[Saved data entries]
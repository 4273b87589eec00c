use chrono::{DateTime, Utc};
use serde::{Deserialize, Serialize};
use uuid::Uuid;

use crate::domain::{entities::users::UserEntity, value_objects::enums::roles::Role};

pub const MIN_PASSWORD_LENGTH: usize = 8;

/// Public view of an account. The password hash never leaves the repository layer.
#[derive(Debug, Clone, Serialize, Deserialize, PartialEq)]
pub struct UserModel {
    pub id: Uuid,
    pub username: String,
    pub email: String,
    pub role: Role,
    pub created_at: DateTime<Utc>,
    pub updated_at: DateTime<Utc>,
}

impl From<UserEntity> for UserModel {
    fn from(entity: UserEntity) -> Self {
        Self {
            id: entity.id,
            username: entity.username,
            email: entity.email,
            role: Role::from_str(&entity.role).unwrap_or_default(),
            created_at: entity.created_at,
            updated_at: entity.updated_at,
        }
    }
}

#[derive(Debug, Clone, Deserialize)]
pub struct RegisterUserModel {
    pub username: String,
    pub email: String,
    pub password: String,
    #[serde(default)]
    pub role: Option<String>,
}

#[derive(Debug, Clone, Deserialize)]
pub struct LoginModel {
    pub email: String,
    pub password: String,
}

#[derive(Debug, Clone, Serialize)]
pub struct LoginResultModel {
    pub user: UserModel,
    pub access_token: String,
}

#[derive(Debug, Clone, Serialize)]
pub struct VerifyTokenModel {
    pub valid: bool,
    pub user: UserModel,
    #[serde(skip_serializing_if = "Option::is_none")]
    pub token: Option<String>,
}

#[derive(Debug, Clone, Default, Deserialize)]
pub struct VerifyTokenQuery {
    #[serde(default)]
    pub refresh: Option<bool>,
}

#[derive(Debug, Clone, Default, Deserialize)]
pub struct UpdateUserModel {
    #[serde(default)]
    pub username: Option<String>,
    #[serde(default)]
    pub email: Option<String>,
    #[serde(default)]
    pub role: Option<String>,
}

#[derive(Debug, Clone, Deserialize)]
pub struct ChangePasswordModel {
    pub old_password: String,
    pub new_password: String,
}

#[derive(Debug, Clone, Default, Deserialize)]
pub struct ListUsersQuery {
    #[serde(default)]
    pub q: Option<String>,
    #[serde(default)]
    pub page: Option<i64>,
    #[serde(default)]
    pub limit: Option<i64>,
}

#[derive(Debug, Clone, Default, PartialEq)]
pub struct UsersFilter {
    pub q: Option<String>,
}

pub fn normalize_username(value: &str) -> Option<String> {
    let username = value.trim().to_lowercase();
    (!username.is_empty()).then_some(username)
}

/// Trimmed, lowercased address of the `local@domain.tld` shape.
pub fn normalize_email(value: &str) -> Option<String> {
    let email = value.trim().to_lowercase();
    let (local, domain) = email.split_once('@')?;

    let valid = !local.is_empty()
        && !domain.contains('@')
        && !email.chars().any(char::is_whitespace)
        && domain
            .split_once('.')
            .is_some_and(|(host, tld)| !host.is_empty() && !tld.is_empty() && !tld.ends_with('.'));

    valid.then_some(email)
}

#[cfg(test)]
mod tests {
    use super::*;

    #[test]
    fn email_is_trimmed_and_lowercased() {
        assert_eq!(
            normalize_email("  Ana@Example.COM "),
            Some("ana@example.com".to_string())
        );
    }

    #[test]
    fn malformed_emails_are_rejected() {
        for email in ["", "ana", "ana@", "@example.com", "ana@example", "a b@x.io", "a@b@c.io"] {
            assert_eq!(normalize_email(email), None, "{email}");
        }
    }

    #[test]
    fn blank_username_is_rejected() {
        assert_eq!(normalize_username("   "), None);
        assert_eq!(normalize_username(" Ana "), Some("ana".to_string()));
    }
}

» **Task objective**
Copy all lines above containing the string "repository".

» **Solution to this problem**
repository 4273b87589eec00c
/// Public view of an account. The password hash never leaves the repository layer.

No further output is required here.